Entergy Corp. plans to issue $1 billion of equity over the next two years, its CFO said Feb. 23, making it yet another utility with plans to tap equity markets to offset the impacts of federal tax reform.
Entergy Executive Vice President and CFO Drew Marsh told analysts on an earnings call that tax reform will affect the company's cash flow needs, prompting incremental financing to address the return of excess deferred taxes and lower tax expense in rates.
Marsh said Entergy expects to finance this reduction through a combination of utility company debt, parent company debt, internal cash generation and external equity. The $1 billion equity issuance is expected to occur before the end of 2019, he added.
Chairman and CEO Leo Denault said Entergy plans to make rate filings in each of its jurisdictions in 2018 and tax reform is expected to be addressed in the normal course of those proceedings. "We are working with each of our regulators ... and we welcome the change for our customers." Entergy has electric utilities in Arkansas, Louisiana, Mississippi, New Orleans and Texas.

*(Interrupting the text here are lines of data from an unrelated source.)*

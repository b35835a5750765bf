// Infrastructure layer - External dependencies and adapters
pub mod chunked_json;
pub mod config;
pub mod http_client;
pub mod http_response;
pub mod iss_client;
pub mod nasa_client;
pub mod synthetic;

On the company's equity issuance schedule, Denault said, "We will probably start executing in the second half of this year, even though our processes aren't complete, based upon expectations for having to go and do some no matter what."

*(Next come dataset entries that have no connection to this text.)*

#[cfg(test)]
mod tests {
    use super::*;
    use crate::test_support::{eventually, fixture, serve, Fixture};
    use chrono::{Days, NaiveDate};
    use serde_json::Value;

    async fn start() -> (Fixture, String) {
        let fx = fixture();
        fx.dashboard.start().await;
        let router = routes(Arc::new(AppState {
            dashboard: fx.dashboard.clone(),
        }));
        let base = serve(router).await;
        (fx, base)
    }

    #[tokio::test]
    async fn test_health_and_panel_listing() {
        let (fx, base) = start().await;
        let client = reqwest::Client::new();

        let health = client.get(format!("{}/healthz", base)).send().await.unwrap();
        assert_eq!(health.text().await.unwrap(), "ok");

        let panels: Value = client
            .get(format!("{}/panels", base))
            .send()
            .await
            .unwrap()
            .json()
            .await
            .unwrap();
        let panels = panels.as_array().unwrap();
        assert_eq!(panels.len(), 5);
        assert_eq!(panels[0]["key"], "telemetry");
        assert_eq!(panels[0]["active"], true);
        assert_eq!(panels[2]["key"], "mars-weather");
        fx.dashboard.shutdown().await;
    }

    #[tokio::test]
    async fn test_select_unknown_panel_falls_back() {
        let (fx, base) = start().await;
        let client = reqwest::Client::new();

        let shell: Value = client
            .put(format!("{}/shell/panel/iss", base))
            .send()
            .await
            .unwrap()
            .json()
            .await
            .unwrap();
        assert_eq!(shell["active"], "iss");

        let shell: Value = client
            .put(format!("{}/shell/panel/saturn", base))
            .send()
            .await
            .unwrap()
            .json()
            .await
            .unwrap();
        assert_eq!(shell["active"], "telemetry");
        assert_eq!(shell["theme"], "cosmic");

        let theme: Value = client
            .post(format!("{}/shell/theme", base))
            .send()
            .await
            .unwrap()
            .json()
            .await
            .unwrap();
        assert_eq!(theme["theme"], "solar");
        fx.dashboard.shutdown().await;
    }

    #[tokio::test]
    async fn test_shell_reports_mission_clock() {
        let (fx, base) = start().await;
        let before = crate::application::shell::mission_day(Utc::now());

        let shell: Value = reqwest::get(format!("{}/shell", base))
            .await
            .unwrap()
            .json()
            .await
            .unwrap();
        let clock = shell["mission_time"].as_str().unwrap();
        assert_eq!(clock.len(), 8);
        assert!(clock
            .split(':')
            .all(|part| part.len() == 2 && part.chars().all(|c| c.is_ascii_digit())));
        let day = shell["mission_day"].as_i64().unwrap();
        assert!(day >= before && day <= before + 1, "mission day {}", day);
        assert_eq!(shell["active"], "telemetry");
        fx.dashboard.shutdown().await;
    }

    #[tokio::test]
    async fn test_unknown_panel_resource_is_not_found() {
        let (fx, base) = start().await;
        let response = reqwest::get(format!("{}/panels/saturn", base)).await.unwrap();
        assert_eq!(response.status(), reqwest::StatusCode::NOT_FOUND);
        fx.dashboard.shutdown().await;
    }

    #[tokio::test]
    async fn test_panel_view_and_snapshot() {
        let (fx, base) = start().await;
        let dashboard = fx.dashboard.clone();
        eventually(|| dashboard.telemetry.snapshot().is_ready()).await;

        let view: Value = reqwest::get(format!("{}/panels/telemetry", base))
            .await
            .unwrap()
            .json()
            .await
            .unwrap();
        assert_eq!(view["title"], "System Telemetry");
        assert_eq!(view["status"], "ready");
        assert_eq!(view["origin"], "remote");
        assert_eq!(view["badge"], "REAL-TIME DATA");

        let snapshot: Value = reqwest::get(format!("{}/panels/telemetry/snapshot", base))
            .await
            .unwrap()
            .json()
            .await
            .unwrap();
        assert_eq!(snapshot["snapshot"]["payload"]["cpu_usage"], 75.0);
        assert!(snapshot.get("param").is_none() || snapshot["param"].is_null());
        fx.dashboard.shutdown().await;
    }

    #[tokio::test]
    async fn test_apod_navigation_rejects_future() {
        let (fx, base) = start().await;
        let client = reqwest::Client::new();

        let change: Value = client
            .post(format!("{}/panels/apod/date/previous", base))
            .send()
            .await
            .unwrap()
            .json()
            .await
            .unwrap();
        let yesterday = today().checked_sub_days(Days::new(1)).unwrap();
        assert_eq!(change["date"], yesterday.to_string());
        assert_eq!(change["moved"], true);
        assert_eq!(fx.dashboard.shell().await.active(), PanelKey::Apod);

        let response = client
            .post(format!("{}/panels/apod/date/today", base))
            .send()
            .await
            .unwrap();
        assert_eq!(response.status(), reqwest::StatusCode::OK);

        let response = client
            .post(format!("{}/panels/apod/date/next", base))
            .send()
            .await
            .unwrap();
        assert_eq!(response.status(), reqwest::StatusCode::UNPROCESSABLE_ENTITY);
        assert_eq!(fx.dashboard.apod.param(), Some(today()));

        let response = client
            .put(format!("{}/panels/apod/date?date=not-a-date", base))
            .send()
            .await
            .unwrap();
        assert_eq!(response.status(), reqwest::StatusCode::UNPROCESSABLE_ENTITY);

        let response = client
            .post(format!("{}/panels/iss/date/next", base))
            .send()
            .await
            .unwrap();
        assert_eq!(response.status(), reqwest::StatusCode::NOT_FOUND);
        fx.dashboard.shutdown().await;
    }

    #[tokio::test]
    async fn test_asteroid_date_and_refresh() {
        let (fx, base) = start().await;
        let client = reqwest::Client::new();
        let date = NaiveDate::from_ymd_opt(2024, 6, 1).unwrap();

        let change: Value = client
            .put(format!("{}/panels/asteroids/date?date=2024-06-01", base))
            .send()
            .await
            .unwrap()
            .json()
            .await
            .unwrap();
        assert_eq!(change["date"], "2024-06-01");

        let dashboard = fx.dashboard.clone();
        eventually(|| dashboard.asteroids.snapshot().is_ready()).await;
        assert_eq!(fx.dashboard.asteroids.param(), Some(date));

        let refresh: Value = client
            .post(format!("{}/panels/asteroids/refresh", base))
            .send()
            .await
            .unwrap()
            .json()
            .await
            .unwrap();
        assert_eq!(refresh["outcome"], "applied");
        assert_eq!(fx.asteroids.calls(), 2);
        fx.dashboard.shutdown().await;
    }

    #[tokio::test]
    async fn test_brotli_negotiation() {
        let (fx, base) = start().await;
        let response = reqwest::Client::new()
            .get(format!("{}/shell", base))
            .header("accept-encoding", "br")
            .send()
            .await
            .unwrap();
        assert_eq!(response.headers()["content-encoding"], "br");
        fx.dashboard.shutdown().await;
    }

    #[tokio::test]
    async fn test_stream_emits_current_view_first() {
        let (fx, base) = start().await;
        let mut response = reqwest::get(format!("{}/panels/telemetry/stream", base))
            .await
            .unwrap();
        assert_eq!(response.headers()["content-type"], "application/x-ndjson");

        let mut buffered = Vec::new();
        while !buffered.contains(&b'\n') {
            let chunk = response.chunk().await.unwrap().unwrap();
            buffered.extend_from_slice(&chunk);
        }
        let line_end = buffered.iter().position(|b| *b == b'\n').unwrap();
        let first: Value = serde_json::from_slice(&buffered[..line_end]).unwrap();
        assert_eq!(first["panel"], "telemetry");
        fx.dashboard.shutdown().await;
    }
}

"And then the question would be how quickly we get the certainty in, and how fast we begin to return those cash flows to customers," he continued. "If it's very quick, then we would accelerate the backend forward. But if it's slow, obviously we wouldn't need the cash until later."
Marsh said the $1 billion equity issuance will get Entergy to "around the 14% range" for its funds-from-operation-to-debt ratio. "That's where we're starting from, and we think that will maintain the investment-grade [ratings] as we've talked about and discussed."
"Of course we'd like to do better than that," he continued. "We're looking for other ways to do that by driving internal cash flows and working with our retail regulators. ... The amount will be varying by the exact timing of the return to customers of any [accumulated deferred income taxes], but that's where we see it bottoming out."
Entergy is aiming to keep its current credit ratings rather than experience a downgrade, Marsh said. "Certainly we're not giving up on that. So I wouldn't say that our current credit rating is going to necessarily fall down a notch, but our commitment is to maintain investment-grade [metrics]."
If the company had done nothing to offset tax reform, Entergy's FFO-to-debt ratio "would've probably been around the 16%, 17% range," he said.
Marsh was firm in declaring that Entergy is on track within its 2018 EPS guidance. "We're not at the bottom of the range," he said. "I will not characterize around the midpoint specifically, but we're not at the bottom of the range."
The company initiated its 2018 consolidated operational EPS guidance of $6.25 to $6.85 and $4.50 to $4.90 for the core unit Entergy calls "Utility, Parent & Other."